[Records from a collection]

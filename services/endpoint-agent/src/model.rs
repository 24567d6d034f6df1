//! Endpoint desired-state model.
//!
//! Descriptors arrive from the control plane as JSON. They are trusted to
//! have been validated upstream; parsing here only enforces types.

use std::collections::{BTreeSet, HashMap};
use std::net::{IpAddr, Ipv4Addr, Ipv6Addr};
use std::path::Path;
use std::str::FromStr;

use anyhow::{Context, Result};
use serde::{Deserialize, Serialize};
use thiserror::Error;
use warden_id::EndpointId;
use warden_reconcile::AdminState;

// =============================================================================
// IP Family
// =============================================================================

/// IP family an actor, manager, or backend call is bound to.
#[derive(Debug, Clone, Copy, PartialEq, Eq, Hash, PartialOrd, Ord, Serialize, Deserialize)]
#[serde(rename_all = "lowercase")]
pub enum IpFamily {
    V4,
    V6,
}

impl IpFamily {
    /// Host prefix length for this family.
    pub fn host_prefix_len(self) -> u8 {
        match self {
            IpFamily::V4 => 32,
            IpFamily::V6 => 128,
        }
    }

    /// Family of an address.
    pub fn of(addr: &IpAddr) -> Self {
        match addr {
            IpAddr::V4(_) => IpFamily::V4,
            IpAddr::V6(_) => IpFamily::V6,
        }
    }
}

impl std::fmt::Display for IpFamily {
    fn fmt(&self, f: &mut std::fmt::Formatter<'_>) -> std::fmt::Result {
        match self {
            IpFamily::V4 => f.write_str("ipv4"),
            IpFamily::V6 => f.write_str("ipv6"),
        }
    }
}

// =============================================================================
// Networks
// =============================================================================

/// Errors parsing an [`IpNetwork`].
#[derive(Debug, Error, Clone, PartialEq, Eq)]
pub enum NetworkParseError {
    /// Invalid IP address.
    #[error("invalid IP address: {0}")]
    InvalidAddress(String),

    /// Invalid CIDR prefix.
    #[error("invalid CIDR prefix: {0}")]
    InvalidPrefix(String),
}

/// An address with a prefix length, e.g. `10.0.0.1/32`.
///
/// Bare addresses parse as host networks.
#[derive(Debug, Clone, Copy, PartialEq, Eq, Hash, PartialOrd, Ord)]
pub struct IpNetwork {
    /// Address as configured (not masked).
    pub addr: IpAddr,

    /// Prefix length.
    pub prefix_len: u8,
}

impl IpNetwork {
    /// Host network for a single address.
    pub fn host(addr: IpAddr) -> Self {
        Self {
            addr,
            prefix_len: IpFamily::of(&addr).host_prefix_len(),
        }
    }

    /// Family of the network.
    pub fn family(&self) -> IpFamily {
        IpFamily::of(&self.addr)
    }
}

impl FromStr for IpNetwork {
    type Err = NetworkParseError;

    fn from_str(s: &str) -> Result<Self, Self::Err> {
        let (addr_str, prefix_str) = match s.split_once('/') {
            Some((addr, prefix)) => (addr, Some(prefix)),
            None => (s, None),
        };

        let addr = IpAddr::from_str(addr_str)
            .map_err(|_| NetworkParseError::InvalidAddress(addr_str.to_string()))?;
        let max = IpFamily::of(&addr).host_prefix_len();

        let prefix_len = match prefix_str {
            None => max,
            Some(p) => p
                .parse::<u8>()
                .ok()
                .filter(|len| *len <= max)
                .ok_or_else(|| NetworkParseError::InvalidPrefix(p.to_string()))?,
        };

        Ok(Self { addr, prefix_len })
    }
}

impl std::fmt::Display for IpNetwork {
    fn fmt(&self, f: &mut std::fmt::Formatter<'_>) -> std::fmt::Result {
        write!(f, "{}/{}", self.addr, self.prefix_len)
    }
}

impl Serialize for IpNetwork {
    fn serialize<S>(&self, serializer: S) -> Result<S::Ok, S::Error>
    where
        S: serde::Serializer,
    {
        serializer.collect_str(self)
    }
}

impl<'de> Deserialize<'de> for IpNetwork {
    fn deserialize<D>(deserializer: D) -> Result<Self, D::Error>
    where
        D: serde::Deserializer<'de>,
    {
        let s = String::deserialize(deserializer)?;
        s.parse().map_err(serde::de::Error::custom)
    }
}

/// One NAT mapping: traffic to `out_ip` is translated to `in_ip`.
#[derive(Debug, Clone, Copy, PartialEq, Eq, Hash, Serialize, Deserialize)]
pub struct NatMapping {
    /// Address inside the workload.
    pub in_ip: IpAddr,

    /// Externally visible address.
    pub out_ip: IpAddr,
}

// =============================================================================
// Endpoint Descriptor
// =============================================================================

/// Desired state for one endpoint.
#[derive(Debug, Clone, PartialEq, Eq, Serialize, Deserialize)]
pub struct EndpointDescriptor {
    /// Administrative state.
    pub state: AdminState,

    /// Host-side interface name.
    pub name: String,

    /// Workload MAC address.
    pub mac: String,

    /// Profiles applied in order.
    #[serde(default)]
    pub profile_ids: Vec<String>,

    #[serde(default)]
    pub ipv4_nets: Vec<IpNetwork>,

    #[serde(default)]
    pub ipv6_nets: Vec<IpNetwork>,

    #[serde(default, skip_serializing_if = "Option::is_none")]
    pub ipv4_gateway: Option<Ipv4Addr>,

    #[serde(default, skip_serializing_if = "Option::is_none")]
    pub ipv6_gateway: Option<Ipv6Addr>,

    #[serde(default)]
    pub ipv4_nat: Vec<NatMapping>,

    #[serde(default)]
    pub ipv6_nat: Vec<NatMapping>,
}

impl EndpointDescriptor {
    /// Create an active descriptor with no addresses or profiles.
    pub fn new(name: impl Into<String>, mac: impl Into<String>) -> Self {
        Self {
            state: AdminState::Active,
            name: name.into(),
            mac: mac.into(),
            profile_ids: Vec::new(),
            ipv4_nets: Vec::new(),
            ipv6_nets: Vec::new(),
            ipv4_gateway: None,
            ipv6_gateway: None,
            ipv4_nat: Vec::new(),
            ipv6_nat: Vec::new(),
        }
    }

    /// Set the administrative state.
    pub fn with_state(mut self, state: AdminState) -> Self {
        self.state = state;
        self
    }

    /// Set the profile list.
    pub fn with_profiles<I, S>(mut self, profile_ids: I) -> Self
    where
        I: IntoIterator<Item = S>,
        S: Into<String>,
    {
        self.profile_ids = profile_ids.into_iter().map(Into::into).collect();
        self
    }

    /// Add a network to the list matching its family.
    pub fn with_net(mut self, net: IpNetwork) -> Self {
        match net.family() {
            IpFamily::V4 => self.ipv4_nets.push(net),
            IpFamily::V6 => self.ipv6_nets.push(net),
        }
        self
    }

    /// Add a NAT mapping to the list matching its inside address family.
    pub fn with_nat(mut self, mapping: NatMapping) -> Self {
        match IpFamily::of(&mapping.in_ip) {
            IpFamily::V4 => self.ipv4_nat.push(mapping),
            IpFamily::V6 => self.ipv6_nat.push(mapping),
        }
        self
    }

    /// Set the IPv6 gateway.
    pub fn with_ipv6_gateway(mut self, gateway: Ipv6Addr) -> Self {
        self.ipv6_gateway = Some(gateway);
        self
    }

    /// Networks for one family.
    pub fn nets(&self, family: IpFamily) -> &[IpNetwork] {
        match family {
            IpFamily::V4 => &self.ipv4_nets,
            IpFamily::V6 => &self.ipv6_nets,
        }
    }

    /// NAT mappings for one family.
    pub fn nat(&self, family: IpFamily) -> &[NatMapping] {
        match family {
            IpFamily::V4 => &self.ipv4_nat,
            IpFamily::V6 => &self.ipv6_nat,
        }
    }

    /// Gateway for one family.
    pub fn gateway(&self, family: IpFamily) -> Option<IpAddr> {
        match family {
            IpFamily::V4 => self.ipv4_gateway.map(IpAddr::V4),
            IpFamily::V6 => self.ipv6_gateway.map(IpAddr::V6),
        }
    }

    /// Addresses to route to the interface: configured networks plus every
    /// NAT inside address.
    pub fn route_ips(&self, family: IpFamily) -> BTreeSet<IpAddr> {
        self.nets(family)
            .iter()
            .map(|net| net.addr)
            .chain(self.nat(family).iter().map(|m| m.in_ip))
            .collect()
    }
}

// =============================================================================
// Snapshots
// =============================================================================

/// Full desired state for a host, keyed by endpoint path.
pub type EndpointSnapshot = HashMap<EndpointId, EndpointDescriptor>;

/// Load a snapshot from a JSON file.
///
/// The file is an object mapping `host/orchestrator/workload/endpoint` to a
/// descriptor.
pub fn load_snapshot(path: &Path) -> Result<EndpointSnapshot> {
    let raw = std::fs::read_to_string(path)
        .with_context(|| format!("failed to read endpoints file {}", path.display()))?;
    let snapshot: EndpointSnapshot = serde_json::from_str(&raw)
        .with_context(|| format!("failed to parse endpoints file {}", path.display()))?;
    Ok(snapshot)
}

Your instructions. Each line from the start of the records through the line holding "impl std::fmt::Display for IpFamily" must be returned exactly; nothing else belongs in the answer.

Result of the task.
filename services/endpoint-agent/src/model.rs
repository 24567d6d034f6df1
//! Endpoint desired-state model.
//!
//! Descriptors arrive from the control plane as JSON. They are trusted to
//! have been validated upstream; parsing here only enforces types.

use std::collections::{BTreeSet, HashMap};
use std::net::{IpAddr, Ipv4Addr, Ipv6Addr};
use std::path::Path;
use std::str::FromStr;

use anyhow::{Context, Result};
use serde::{Deserialize, Serialize};
use thiserror::Error;
use warden_id::EndpointId;
use warden_reconcile::AdminState;

// =============================================================================
// IP Family
// =============================================================================

/// IP family an actor, manager, or backend call is bound to.
#[derive(Debug, Clone, Copy, PartialEq, Eq, Hash, PartialOrd, Ord, Serialize, Deserialize)]
#[serde(rename_all = "lowercase")]
pub enum IpFamily {
    V4,
    V6,
}

impl IpFamily {
    /// Host prefix length for this family.
    pub fn host_prefix_len(self) -> u8 {
        match self {
            IpFamily::V4 => 32,
            IpFamily::V6 => 128,
        }
    }

    /// Family of an address.
    pub fn of(addr: &IpAddr) -> Self {
        match addr {
            IpAddr::V4(_) => IpFamily::V4,
            IpAddr::V6(_) => IpFamily::V6,
        }
    }
}

impl std::fmt::Display for IpFamily {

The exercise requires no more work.